Meski menurut UU Minerba No. 3 Tahun 2022 bahwa hanya Menteri ESDM yang bisa mencabut Izin Usah Pertambangan, kenyataannya 2.056 IUP yang dicabut per kuartal III/2022 dilakukan oleh pihak Kementerian Investasi/Badan Koordinasi Penanaman Modal (BKPM) tanpa melalui proses pemberian surat peringatan. Dari sinilah, bermula kepusingan para pengusaha tambang akibat kurangnya sinergi Kementerian ESDM-BKPM
Jika merujuk pada PP No. 96/2021 pasal 185 dinyatakan kalau sanksi administratif untuk pencabutan akan melewati beberapa tahapan. Pertama, diberi peringatan tertulis. Kedua, penghentian sementara. Ketiga, baru ada pencabutan. Selain sanksi itu, perusahaan juga harus diberi denda.
Tapi nyatanya, fakta di lapangan ditemukan kalau pemerintah mengacu pada Keppres No. 1/2022 untuk pencabutan. Dalam pasal 3 Keppres ini disebutkan kalau Presiden juga memberikan rekomendasi kepada menteri Investasi/Kepala BKPM untuk melakukan pencabutan IUP.
Namun yang akhirnya terjadi, ketika Kementerian ESDM baru memberikan surat peringatan ke perusahaan yang IUP-nya akan dicabut, Kementerian Investasi sudah selangkah lebih maju, bahkan sudah mencapai garis finish duluan dengan langsung mencabut IUP.
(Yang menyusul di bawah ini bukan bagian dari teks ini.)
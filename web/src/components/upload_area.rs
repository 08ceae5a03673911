//! Upload area component
//!
//! Produces either a local file (with a data-URL preview) or an image
//! URL string and hands it upward. No network calls happen here.

use leptos::prelude::*;
use wasm_bindgen::prelude::*;
use web_sys::{DragEvent, File, FileReader};

#[component]
pub fn UploadArea<FF, FU>(
    busy: Signal<bool>,
    on_file_selected: FF,
    on_url_submitted: FU,
) -> impl IntoView
where
    FF: Fn(File, String) + 'static + Clone + Send,
    FU: Fn(String) + 'static + Clone + Send,
{
    let (is_dragover, set_is_dragover) = signal(false);
    let (url_text, set_url_text) = signal(String::new());

    let on_drop = {
        let on_file_selected = on_file_selected.clone();
        move |ev: DragEvent| {
            ev.prevent_default();
            set_is_dragover.set(false);

            if busy.get_untracked() {
                return;
            }

            if let Some(dt) = ev.data_transfer() {
                if let Some(files) = dt.files() {
                    if let Some(file) = files.get(0) {
                        read_preview(file, on_file_selected.clone());
                    }
                }
            }
        }
    };

    let on_dragover = move |ev: DragEvent| {
        ev.prevent_default();
        if !busy.get_untracked() {
            set_is_dragover.set(true);
        }
    };

    let on_dragleave = move |_: DragEvent| {
        set_is_dragover.set(false);
    };

    let on_click = {
        let on_file_selected = on_file_selected.clone();
        move |_| {
            if busy.get_untracked() {
                return;
            }

            // open the file picker
            let document = web_sys::window().unwrap().document().unwrap();
            let input: web_sys::HtmlInputElement = document
                .create_element("input")
                .unwrap()
                .dyn_into()
                .unwrap();
            input.set_type("file");
            input.set_accept("image/*");

            let on_file_selected = on_file_selected.clone();
            let picker = input.clone();
            let closure = Closure::wrap(Box::new(move |_: web_sys::Event| {
                if let Some(files) = picker.files() {
                    if let Some(file) = files.get(0) {
                        read_preview(file, on_file_selected.clone());
                    }
                }
            }) as Box<dyn FnMut(_)>);

            input.set_onchange(Some(closure.as_ref().unchecked_ref()));
            closure.forget();
            input.click();
        }
    };

    let submit_url = {
        let on_url_submitted = on_url_submitted.clone();
        move |_| {
            if busy.get_untracked() {
                return;
            }
            let url = url_text.get_untracked().trim().to_string();
            if url.is_empty() {
                return;
            }
            on_url_submitted(url);
            set_url_text.set(String::new());
        }
    };

    view! {
        <div class="upload-section">
            <div
                class=move || {
                    let mut classes = vec!["upload-area"];
                    if is_dragover.get() {
                        classes.push("dragover");
                    }
                    if busy.get() {
                        classes.push("disabled");
                    }
                    classes.join(" ")
                }
                on:drop=on_drop
                on:dragover=on_dragover
                on:dragleave=on_dragleave
                on:click=on_click
            >
                <div class="upload-icon">"🥕"</div>
                <p>"Drag & drop a produce photo, or click to choose"</p>
                <p class="text-muted">"Supported formats: JPEG, PNG"</p>
            </div>

            <div class="url-form">
                <input
                    type="text"
                    class="url-input"
                    placeholder="...or paste an image URL"
                    prop:value=url_text
                    prop:disabled=move || busy.get()
                    on:input=move |ev| set_url_text.set(event_target_value(&ev))
                />
                <button
                    class="btn btn-secondary"
                    disabled=move || busy.get()
                    on:click=submit_url
                >
                    "Use URL"
                </button>
            </div>
        </div>
    }
}

/// Reads the file as a data URL for the preview, then reports the
/// selection upward together with the original handle.
fn read_preview<F>(file: File, on_file_selected: F)
where
    F: Fn(File, String) + 'static,
{
    let reader = FileReader::new().unwrap();

    let reader_clone = reader.clone();
    let file_clone = file.clone();
    let closure = Closure::wrap(Box::new(move |_: web_sys::ProgressEvent| {
        if let Ok(result) = reader_clone.result() {
            if let Some(data_url) = result.as_string() {
                on_file_selected(file_clone.clone(), data_url);
            }
        }
    }) as Box<dyn FnMut(_)>);

    reader.set_onload(Some(closure.as_ref().unchecked_ref()));
    closure.forget();

    let _ = reader.read_as_data_url(&file);
}
//! Brand header component

use leptos::prelude::*;

#[component]
pub fn Header() -> impl IntoView {
    view! {
        <header class="header">
            <h1>"VegVision"</h1>
            <p class="tagline">"Analyze fruits & vegetables with vision AI"</p>
        </header>
    }
}
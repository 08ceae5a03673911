//! Interaction state machine
//!
//! Owns the current image selection, the current result, and the
//! in-flight request bookkeeping for one analyzer page:
//!
//!   Idle -> Selected -> Analyzing -> Result -> (reset) -> Idle
//!
//! The machine is platform-neutral; the web layer mirrors it into
//! signals and performs the actual network call. Completions are
//! guarded by a [`RequestToken`] so a response that arrives after a
//! reset or a new selection is discarded instead of applied to stale
//! state.

use crate::types::AnalysisResult;
use thiserror::Error;

/// Where the image under analysis comes from. File selection and URL
/// submission are mutually exclusive; the most recent one wins.
#[derive(Debug, Clone, PartialEq, Eq)]
pub enum ImageSource {
    /// A locally picked file, identified by name. The handle itself stays
    /// with the platform layer.
    File { name: String },
    Url(String),
}

/// Observable phase, derived from session content.
#[derive(Debug, Clone, Copy, PartialEq, Eq)]
pub enum Phase {
    Idle,
    Selected,
    Analyzing,
    Result,
}

/// Identifies one analysis request. Completions carrying a token that is
/// no longer current are ignored.
#[derive(Debug, Clone, Copy, PartialEq, Eq)]
pub struct RequestToken(u64);

#[derive(Error, Debug, Clone, Copy, PartialEq, Eq)]
pub enum SessionError {
    /// Analysis triggered with neither a file nor a URL selected.
    #[error("no image selected")]
    NoImage,

    /// Analysis triggered while a request is already in flight.
    #[error("analysis already in progress")]
    Busy,
}

#[derive(Debug, Clone, Default)]
pub struct AnalysisSession {
    source: Option<ImageSource>,
    result: Option<AnalysisResult>,
    in_flight: Option<u64>,
    generation: u64,
}

impl AnalysisSession {
    pub fn phase(&self) -> Phase {
        if self.in_flight.is_some() {
            Phase::Analyzing
        } else if self.result.is_some() {
            Phase::Result
        } else if self.source.is_some() {
            Phase::Selected
        } else {
            Phase::Idle
        }
    }

    pub fn source(&self) -> Option<&ImageSource> {
        self.source.as_ref()
    }

    pub fn result(&self) -> Option<&AnalysisResult> {
        self.result.as_ref()
    }

    pub fn is_analyzing(&self) -> bool {
        self.in_flight.is_some()
    }

    /// Selects a local file, clearing any prior result and any prior URL.
    /// Invalidates an in-flight request: its completion will be stale.
    pub fn select_file(&mut self, name: impl Into<String>) {
        self.source = Some(ImageSource::File { name: name.into() });
        self.result = None;
        self.in_flight = None;
    }

    /// Submits an image URL, clearing any prior result and any prior file.
    pub fn submit_url(&mut self, url: impl Into<String>) {
        self.source = Some(ImageSource::Url(url.into()));
        self.result = None;
        self.in_flight = None;
    }

    /// Starts an analysis of the current selection.
    ///
    /// Fails with `Busy` while a request is outstanding (at most one at a
    /// time) and with `NoImage` when nothing is selected; neither failure
    /// changes state.
    pub fn begin_analysis(&mut self) -> Result<RequestToken, SessionError> {
        if self.in_flight.is_some() {
            return Err(SessionError::Busy);
        }
        if self.source.is_none() {
            return Err(SessionError::NoImage);
        }
        self.generation += 1;
        self.in_flight = Some(self.generation);
        self.result = None;
        Ok(RequestToken(self.generation))
    }

    /// Applies a finished analysis. Returns false (and changes nothing)
    /// when the token is stale.
    pub fn complete(&mut self, token: RequestToken, result: AnalysisResult) -> bool {
        if self.in_flight != Some(token.0) {
            return false;
        }
        self.in_flight = None;
        self.result = Some(result);
        true
    }

    /// Records a failed analysis. The selection is retained so the user
    /// can retry. Returns false when the token is stale.
    pub fn fail(&mut self, token: RequestToken) -> bool {
        if self.in_flight != Some(token.0) {
            return false;
        }
        self.in_flight = None;
        true
    }

    /// Returns to `Idle`: selection, result, and any in-flight request
    /// are all dropped.
    pub fn reset(&mut self) {
        self.source = None;
        self.result = None;
        self.in_flight = None;
    }
}
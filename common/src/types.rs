//! Analysis result types
//!
//! The wire shapes of the remote analysis service:
//! - AnalysisResult: outcome of /analyze/upload and /analyze/url
//! - PriceQuote: outcome of /price/{name}
//! - UrlAnalysisRequest: request body of /analyze/url

use serde::{Deserialize, Serialize};

/// Outcome of analyzing one produce image.
///
/// `price` and `quantity` travel together: both present (price lookup
/// succeeded or the result came with them) or both absent. The only way
/// to add them after construction is [`AnalysisResult::attach_price`].
#[derive(Debug, Clone, Default, PartialEq, Serialize, Deserialize)]
pub struct AnalysisResult {
    pub name: String,

    /// Relative freshness/quality score, 0-100.
    pub quality: f64,

    /// Moisture content, percentage-like, 0-100.
    pub moisture: f64,

    /// Categorical size, e.g. "small" / "medium" / "large".
    pub size: String,

    /// Free-form commentary from the analysis service.
    pub insight: String,

    #[serde(default, skip_serializing_if = "Option::is_none")]
    pub price: Option<String>,

    #[serde(default, skip_serializing_if = "Option::is_none")]
    pub quantity: Option<String>,
}

impl AnalysisResult {
    /// Attaches a price quote. Price and quantity are set as a pair.
    pub fn attach_price(&mut self, quote: PriceQuote) {
        self.price = Some(quote.price);
        self.quantity = Some(quote.quantity);
    }

    pub fn has_price(&self) -> bool {
        self.price.is_some() && self.quantity.is_some()
    }

    /// Display label combining price and quantity, e.g. "₹50 / 500 g".
    /// None when the pair is absent.
    pub fn price_label(&self) -> Option<String> {
        match (&self.price, &self.quantity) {
            (Some(price), Some(quantity)) => Some(format!("{} / {}", price, quantity)),
            _ => None,
        }
    }
}

/// Response of the price lookup endpoint.
#[derive(Debug, Clone, PartialEq, Serialize, Deserialize)]
pub struct PriceQuote {
    pub price: String,
    pub quantity: String,
}

/// Request body of analyze-by-URL.
#[derive(Debug, Clone, Serialize, Deserialize)]
pub struct UrlAnalysisRequest {
    pub image_url: String,
}

#[cfg(test)]
mod tests {
    use super::*;

    #[test]
    fn test_result_deserialize_with_price() {
        let json = r#"{
            "name": "Carrot",
            "quality": 90,
            "moisture": 70,
            "size": "medium",
            "insight": "Firm and vivid in color.",
            "price": "₹50",
            "quantity": "500 g"
        }"#;

        let result: AnalysisResult = serde_json::from_str(json).unwrap();
        assert_eq!(result.name, "Carrot");
        assert_eq!(result.quality, 90.0);
        assert_eq!(result.moisture, 70.0);
        assert_eq!(result.size, "medium");
        assert_eq!(result.price.as_deref(), Some("₹50"));
        assert_eq!(result.quantity.as_deref(), Some("500 g"));
    }

    #[test]
    fn test_result_deserialize_without_price() {
        let json = r#"{
            "name": "Spinach",
            "quality": 75,
            "moisture": 88,
            "size": "small",
            "insight": "Leaves slightly wilted at the edges."
        }"#;

        let result: AnalysisResult = serde_json::from_str(json).unwrap();
        assert!(result.price.is_none());
        assert!(result.quantity.is_none());
        assert!(!result.has_price());
    }

    #[test]
    fn test_result_serialize_omits_absent_price() {
        let result = AnalysisResult {
            name: "Tomato".to_string(),
            quality: 80.0,
            moisture: 90.0,
            size: "medium".to_string(),
            insight: "Ripe.".to_string(),
            price: None,
            quantity: None,
        };

        let json = serde_json::to_string(&result).unwrap();
        assert!(!json.contains("price"));
        assert!(!json.contains("quantity"));
    }

    #[test]
    fn test_attach_price_sets_pair() {
        let mut result = AnalysisResult {
            name: "Potato".to_string(),
            ..Default::default()
        };
        assert!(!result.has_price());

        result.attach_price(PriceQuote {
            price: "₹30".to_string(),
            quantity: "1 kg".to_string(),
        });

        assert!(result.has_price());
        assert_eq!(result.price_label().unwrap(), "₹30 / 1 kg");
    }

    #[test]
    fn test_price_label_absent() {
        let result = AnalysisResult::default();
        assert_eq!(result.price_label(), None);
    }

    #[test]
    fn test_url_request_body_shape() {
        let request = UrlAnalysisRequest {
            image_url: "https://example.com/carrot.jpg".to_string(),
        };
        let json = serde_json::to_string(&request).unwrap();
        assert_eq!(json, r#"{"image_url":"https://example.com/carrot.jpg"}"#);
    }
}
//! Analyzing overlay component
//!
//! Purely cosmetic; shown while a request is in flight. The reveal timer
//! in the page, not this component, decides when results appear.

use leptos::prelude::*;

#[component]
pub fn AnalyzerOverlay() -> impl IntoView {
    view! {
        <div class="analyzer-overlay">
            <div class="scan-frame">
                <div class="scan-line" />
            </div>
            <p class="analyzer-text">"Analyzing your produce..."</p>
        </div>
    }
}
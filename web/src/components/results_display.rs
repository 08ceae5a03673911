//! Results display component
//!
//! Pure render of one analysis outcome next to the image it came from.
//! Price and quantity are optional and rendered only as a pair.

use leptos::prelude::*;
use vegvision_common::AnalysisResult;

#[component]
pub fn ResultsDisplay<F>(
    result: AnalysisResult,
    preview: Option<String>,
    on_reset: F,
) -> impl IntoView
where
    F: Fn(()) + 'static + Clone + Send,
{
    let quality = result.quality.clamp(0.0, 100.0);
    let moisture = result.moisture.clamp(0.0, 100.0);
    let price_label = result.price_label();

    view! {
        <div class="results-card">
            {preview.map(|src| view! {
                <div class="results-image">
                    <img src=src alt=result.name.clone() />
                </div>
            })}

            <div class="results-body">
                <h2 class="results-name">{result.name.clone()}</h2>

                <div class="metric">
                    <span class="metric-label">"Quality"</span>
                    <div class="metric-bar">
                        <div
                            class="metric-fill quality"
                            style=format!("width: {}%", quality)
                        />
                    </div>
                    <span class="metric-value">{format!("{:.0}", quality)}</span>
                </div>

                <div class="metric">
                    <span class="metric-label">"Moisture"</span>
                    <div class="metric-bar">
                        <div
                            class="metric-fill moisture"
                            style=format!("width: {}%", moisture)
                        />
                    </div>
                    <span class="metric-value">{format!("{:.0}%", moisture)}</span>
                </div>

                <p class="results-size">
                    <span class="metric-label">"Size: "</span>
                    {result.size.clone()}
                </p>

                <p class="results-insight">{result.insight.clone()}</p>

                {price_label.map(|label| view! {
                    <p class="results-price">
                        <span class="metric-label">"Market price: "</span>
                        {label}
                    </p>
                })}

                <button
                    class="btn btn-secondary"
                    on:click={
                        let on_reset = on_reset.clone();
                        move |_| on_reset(())
                    }
                >
                    "Analyze Another"
                </button>
            </div>
        </div>
    }
}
Keresahan ini juga turut dirasakan APNI (Asosiasi Penambang Nikel Indonesia), “Kami bingung, kami sudah dapat SK pencabutan tapi dari kementerian lain masih memberikan surat peringatan, masih tercatat IUP di Kementerian ESDM. Kami mau lihat ke yang mana? Apakah ESDM dengan mengindahkan sanksi administrasi, atau SK pencabutan dari BKPM?”
Dikatakan oleh APNI, tumpang tindih peran Kementerian ESDM dan BKPM nggak hanya buat mereka kebingungan, namun bisa berdampak pada berkurangnya potensi penerimaan negara khususnya pada penerimaan negara bukan pajak dan royalti hingga 10 persen.
Menurut laporan Menteri Keuangan, Sri Mulyani, sektor tambang padahal merupakan salah satu sektor ekonomi yang paling meningkat di penerimaan negara bukan pajak dan royalti, yakni meningkat hingga 286,6 persen.
Hal ini membuat rakyat kembali berceloteh. Dengan 2 lembaga negara ini sepakat bekerja sama demi pengelolaan sektor tambang RI menjadi lebih baik, bukankah seharusnya langkah mereka beriringan? Tetapi yang terjadi, malah kurangnya sinergi Kementerian ESDM-BKPM
Apa selama ini baik Kementerian ESDM dan BKPM tidak saling komunikasi? Kalau hanya sekadar sepasang kekasih sih nggak masalah dan nggak urus, karena nggak ngaruh sama hidup rakyat banyak. Lha.. kalau lembaga pemerintah yang nggak saling komunikasi sih, yang pusing tentu saja rakyatnya.